(Required action) Looking through the listing below, state how many lines have the word "matching" in them. Only the number should be given.

(Dataset extract)
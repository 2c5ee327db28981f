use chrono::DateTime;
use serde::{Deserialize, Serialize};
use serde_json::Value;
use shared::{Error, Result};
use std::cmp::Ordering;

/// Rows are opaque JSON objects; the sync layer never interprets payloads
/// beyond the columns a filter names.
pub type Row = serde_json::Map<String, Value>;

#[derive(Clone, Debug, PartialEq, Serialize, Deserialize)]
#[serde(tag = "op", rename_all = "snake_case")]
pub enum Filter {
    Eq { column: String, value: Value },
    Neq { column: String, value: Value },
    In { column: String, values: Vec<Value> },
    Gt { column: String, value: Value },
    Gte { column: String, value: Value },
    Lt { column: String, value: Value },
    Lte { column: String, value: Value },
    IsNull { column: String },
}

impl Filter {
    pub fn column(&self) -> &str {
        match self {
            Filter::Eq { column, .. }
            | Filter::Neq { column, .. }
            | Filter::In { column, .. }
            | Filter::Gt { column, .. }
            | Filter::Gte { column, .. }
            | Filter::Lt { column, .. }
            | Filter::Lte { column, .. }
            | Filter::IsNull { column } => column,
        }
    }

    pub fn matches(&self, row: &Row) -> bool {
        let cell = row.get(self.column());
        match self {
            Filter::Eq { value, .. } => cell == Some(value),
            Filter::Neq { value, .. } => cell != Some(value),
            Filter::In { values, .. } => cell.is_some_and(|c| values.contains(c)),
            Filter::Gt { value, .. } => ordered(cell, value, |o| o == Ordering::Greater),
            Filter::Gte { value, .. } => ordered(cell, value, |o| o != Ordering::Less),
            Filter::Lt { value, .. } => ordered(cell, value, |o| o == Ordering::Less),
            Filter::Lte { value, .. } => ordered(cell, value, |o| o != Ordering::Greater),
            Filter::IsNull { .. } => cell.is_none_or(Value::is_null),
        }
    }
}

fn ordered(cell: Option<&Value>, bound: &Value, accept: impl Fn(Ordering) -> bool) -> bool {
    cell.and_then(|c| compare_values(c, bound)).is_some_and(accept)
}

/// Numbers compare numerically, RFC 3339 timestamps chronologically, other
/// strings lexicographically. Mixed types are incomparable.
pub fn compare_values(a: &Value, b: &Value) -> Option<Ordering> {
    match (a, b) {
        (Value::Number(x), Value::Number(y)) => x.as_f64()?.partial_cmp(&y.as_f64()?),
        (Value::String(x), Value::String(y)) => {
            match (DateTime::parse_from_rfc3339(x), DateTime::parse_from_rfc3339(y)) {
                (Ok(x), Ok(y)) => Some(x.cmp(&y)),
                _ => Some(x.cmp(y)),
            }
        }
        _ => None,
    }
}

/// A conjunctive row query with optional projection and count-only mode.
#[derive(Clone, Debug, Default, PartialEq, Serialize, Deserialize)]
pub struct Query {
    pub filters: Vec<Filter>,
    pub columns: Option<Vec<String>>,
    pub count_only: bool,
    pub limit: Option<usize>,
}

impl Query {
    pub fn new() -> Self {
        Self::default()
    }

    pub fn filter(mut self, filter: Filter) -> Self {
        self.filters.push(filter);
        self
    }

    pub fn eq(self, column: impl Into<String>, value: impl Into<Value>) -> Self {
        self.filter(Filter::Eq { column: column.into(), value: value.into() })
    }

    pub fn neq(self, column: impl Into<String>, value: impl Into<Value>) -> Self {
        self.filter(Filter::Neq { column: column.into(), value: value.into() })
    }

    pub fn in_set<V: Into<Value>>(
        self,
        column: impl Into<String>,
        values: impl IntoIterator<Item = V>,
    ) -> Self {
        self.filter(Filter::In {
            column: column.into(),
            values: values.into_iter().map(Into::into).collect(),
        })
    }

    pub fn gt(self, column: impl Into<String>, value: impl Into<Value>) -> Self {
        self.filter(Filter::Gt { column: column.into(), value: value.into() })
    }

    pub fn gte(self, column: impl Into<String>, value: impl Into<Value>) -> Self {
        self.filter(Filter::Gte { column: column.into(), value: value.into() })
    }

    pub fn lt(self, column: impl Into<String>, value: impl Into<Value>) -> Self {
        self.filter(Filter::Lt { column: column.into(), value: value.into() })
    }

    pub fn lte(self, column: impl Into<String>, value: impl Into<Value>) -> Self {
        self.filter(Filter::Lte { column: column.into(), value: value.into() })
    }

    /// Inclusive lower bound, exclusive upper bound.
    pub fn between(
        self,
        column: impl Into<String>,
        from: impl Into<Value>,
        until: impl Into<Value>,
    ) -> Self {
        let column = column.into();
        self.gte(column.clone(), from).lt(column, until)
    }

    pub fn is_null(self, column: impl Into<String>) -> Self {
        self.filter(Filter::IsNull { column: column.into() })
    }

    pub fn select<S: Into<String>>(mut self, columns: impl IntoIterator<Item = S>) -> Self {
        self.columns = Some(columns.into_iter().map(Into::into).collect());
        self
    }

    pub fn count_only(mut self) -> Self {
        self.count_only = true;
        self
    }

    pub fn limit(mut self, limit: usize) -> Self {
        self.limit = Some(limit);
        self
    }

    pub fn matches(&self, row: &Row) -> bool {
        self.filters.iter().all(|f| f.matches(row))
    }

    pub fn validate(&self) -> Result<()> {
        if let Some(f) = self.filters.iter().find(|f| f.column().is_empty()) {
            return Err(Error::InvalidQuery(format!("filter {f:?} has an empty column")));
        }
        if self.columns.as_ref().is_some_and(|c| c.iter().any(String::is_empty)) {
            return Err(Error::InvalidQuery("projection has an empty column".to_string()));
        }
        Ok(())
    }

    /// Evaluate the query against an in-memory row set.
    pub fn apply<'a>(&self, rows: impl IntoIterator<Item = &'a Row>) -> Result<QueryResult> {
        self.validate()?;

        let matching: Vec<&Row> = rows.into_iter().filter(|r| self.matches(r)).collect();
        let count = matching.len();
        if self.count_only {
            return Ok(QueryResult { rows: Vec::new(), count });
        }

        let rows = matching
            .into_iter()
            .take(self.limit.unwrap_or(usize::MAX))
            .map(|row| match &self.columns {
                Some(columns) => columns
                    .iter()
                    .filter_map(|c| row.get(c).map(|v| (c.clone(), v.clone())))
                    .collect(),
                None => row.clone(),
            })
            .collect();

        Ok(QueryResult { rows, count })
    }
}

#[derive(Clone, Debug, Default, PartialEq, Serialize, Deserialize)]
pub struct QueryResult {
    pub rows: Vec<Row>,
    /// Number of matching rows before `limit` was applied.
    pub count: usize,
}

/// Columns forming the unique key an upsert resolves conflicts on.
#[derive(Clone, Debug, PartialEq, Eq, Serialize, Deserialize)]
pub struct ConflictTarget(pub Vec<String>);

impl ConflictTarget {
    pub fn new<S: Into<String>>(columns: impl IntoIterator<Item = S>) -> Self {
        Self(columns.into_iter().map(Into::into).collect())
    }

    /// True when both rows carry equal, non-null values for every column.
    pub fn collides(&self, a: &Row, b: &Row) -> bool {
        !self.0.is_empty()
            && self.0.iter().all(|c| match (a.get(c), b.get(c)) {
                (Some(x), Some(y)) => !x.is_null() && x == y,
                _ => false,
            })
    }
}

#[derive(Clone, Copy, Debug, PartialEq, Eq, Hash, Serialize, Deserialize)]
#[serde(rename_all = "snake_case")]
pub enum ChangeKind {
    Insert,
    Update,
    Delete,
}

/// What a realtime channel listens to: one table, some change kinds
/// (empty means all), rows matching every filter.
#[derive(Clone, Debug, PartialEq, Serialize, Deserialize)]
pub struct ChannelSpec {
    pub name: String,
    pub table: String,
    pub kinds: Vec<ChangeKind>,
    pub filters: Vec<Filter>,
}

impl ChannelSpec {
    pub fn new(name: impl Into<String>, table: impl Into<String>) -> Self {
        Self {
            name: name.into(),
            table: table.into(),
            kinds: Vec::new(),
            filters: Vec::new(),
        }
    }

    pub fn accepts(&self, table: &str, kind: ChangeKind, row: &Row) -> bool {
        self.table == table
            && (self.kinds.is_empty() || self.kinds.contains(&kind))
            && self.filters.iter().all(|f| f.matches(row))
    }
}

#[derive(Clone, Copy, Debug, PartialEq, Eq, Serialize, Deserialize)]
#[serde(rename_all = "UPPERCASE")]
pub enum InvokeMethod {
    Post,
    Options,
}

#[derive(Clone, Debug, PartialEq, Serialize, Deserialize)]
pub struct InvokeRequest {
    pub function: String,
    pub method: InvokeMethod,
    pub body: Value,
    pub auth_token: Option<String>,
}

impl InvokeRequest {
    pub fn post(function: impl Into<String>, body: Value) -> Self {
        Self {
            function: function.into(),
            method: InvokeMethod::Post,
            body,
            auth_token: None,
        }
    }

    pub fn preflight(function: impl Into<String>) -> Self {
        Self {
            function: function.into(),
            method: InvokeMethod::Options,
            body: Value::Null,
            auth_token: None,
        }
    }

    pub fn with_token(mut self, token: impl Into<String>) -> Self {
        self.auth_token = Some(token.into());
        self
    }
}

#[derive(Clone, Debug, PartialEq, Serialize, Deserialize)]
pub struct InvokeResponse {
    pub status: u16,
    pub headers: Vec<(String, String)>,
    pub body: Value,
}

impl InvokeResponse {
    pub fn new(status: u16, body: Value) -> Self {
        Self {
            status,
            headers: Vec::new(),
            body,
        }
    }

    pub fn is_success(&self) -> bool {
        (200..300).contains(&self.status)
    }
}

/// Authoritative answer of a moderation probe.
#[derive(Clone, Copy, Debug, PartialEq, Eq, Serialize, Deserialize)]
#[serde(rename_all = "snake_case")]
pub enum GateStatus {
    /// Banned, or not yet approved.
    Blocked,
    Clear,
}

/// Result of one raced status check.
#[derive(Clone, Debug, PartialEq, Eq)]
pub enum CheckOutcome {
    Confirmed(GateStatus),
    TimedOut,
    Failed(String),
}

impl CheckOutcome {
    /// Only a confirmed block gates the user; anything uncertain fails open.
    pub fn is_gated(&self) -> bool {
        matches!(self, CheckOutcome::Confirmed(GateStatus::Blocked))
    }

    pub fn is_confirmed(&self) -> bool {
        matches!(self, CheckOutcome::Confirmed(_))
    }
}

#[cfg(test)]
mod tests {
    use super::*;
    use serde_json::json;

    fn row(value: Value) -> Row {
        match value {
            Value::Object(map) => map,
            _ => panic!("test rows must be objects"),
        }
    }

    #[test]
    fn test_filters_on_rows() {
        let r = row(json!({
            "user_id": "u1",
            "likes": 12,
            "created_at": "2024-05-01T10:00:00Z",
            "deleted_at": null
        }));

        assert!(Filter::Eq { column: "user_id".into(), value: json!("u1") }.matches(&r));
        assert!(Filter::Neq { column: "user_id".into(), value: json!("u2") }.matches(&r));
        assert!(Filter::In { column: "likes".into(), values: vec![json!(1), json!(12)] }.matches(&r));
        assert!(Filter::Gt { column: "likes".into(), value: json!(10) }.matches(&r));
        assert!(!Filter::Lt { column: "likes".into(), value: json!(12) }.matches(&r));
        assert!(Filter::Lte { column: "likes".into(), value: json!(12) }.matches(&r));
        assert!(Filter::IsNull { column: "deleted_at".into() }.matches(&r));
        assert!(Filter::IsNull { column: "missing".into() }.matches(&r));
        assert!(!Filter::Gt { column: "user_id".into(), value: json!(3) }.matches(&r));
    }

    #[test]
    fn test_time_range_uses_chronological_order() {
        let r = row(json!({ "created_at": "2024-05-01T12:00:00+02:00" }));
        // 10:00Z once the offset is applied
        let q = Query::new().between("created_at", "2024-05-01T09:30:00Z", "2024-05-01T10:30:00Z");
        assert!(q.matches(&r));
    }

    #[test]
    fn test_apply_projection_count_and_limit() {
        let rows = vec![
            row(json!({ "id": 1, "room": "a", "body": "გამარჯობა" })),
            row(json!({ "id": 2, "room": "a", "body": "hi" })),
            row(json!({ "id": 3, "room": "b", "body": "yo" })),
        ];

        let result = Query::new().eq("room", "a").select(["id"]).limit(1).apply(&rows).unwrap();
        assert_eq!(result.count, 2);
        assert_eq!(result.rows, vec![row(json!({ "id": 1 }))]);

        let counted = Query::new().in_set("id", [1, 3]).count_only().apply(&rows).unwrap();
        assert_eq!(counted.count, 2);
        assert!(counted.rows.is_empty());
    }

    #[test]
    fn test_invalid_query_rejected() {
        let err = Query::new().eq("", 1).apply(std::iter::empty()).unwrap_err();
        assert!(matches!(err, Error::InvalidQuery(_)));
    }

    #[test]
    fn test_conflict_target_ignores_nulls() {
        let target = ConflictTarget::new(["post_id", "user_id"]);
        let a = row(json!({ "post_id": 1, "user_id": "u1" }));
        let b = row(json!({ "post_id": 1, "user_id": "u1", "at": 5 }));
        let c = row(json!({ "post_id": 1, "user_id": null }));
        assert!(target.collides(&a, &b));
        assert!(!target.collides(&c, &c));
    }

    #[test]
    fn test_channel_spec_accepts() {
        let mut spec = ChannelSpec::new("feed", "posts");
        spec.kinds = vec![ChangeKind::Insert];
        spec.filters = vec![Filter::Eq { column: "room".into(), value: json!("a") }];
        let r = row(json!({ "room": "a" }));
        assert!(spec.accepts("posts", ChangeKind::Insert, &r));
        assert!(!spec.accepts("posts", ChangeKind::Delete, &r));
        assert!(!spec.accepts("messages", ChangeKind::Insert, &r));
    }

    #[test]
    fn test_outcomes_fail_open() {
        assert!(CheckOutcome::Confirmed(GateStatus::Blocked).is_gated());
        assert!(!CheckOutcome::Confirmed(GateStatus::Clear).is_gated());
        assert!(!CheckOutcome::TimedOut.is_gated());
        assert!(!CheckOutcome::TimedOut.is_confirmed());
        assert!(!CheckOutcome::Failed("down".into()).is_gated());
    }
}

(Solution to the exercise) 5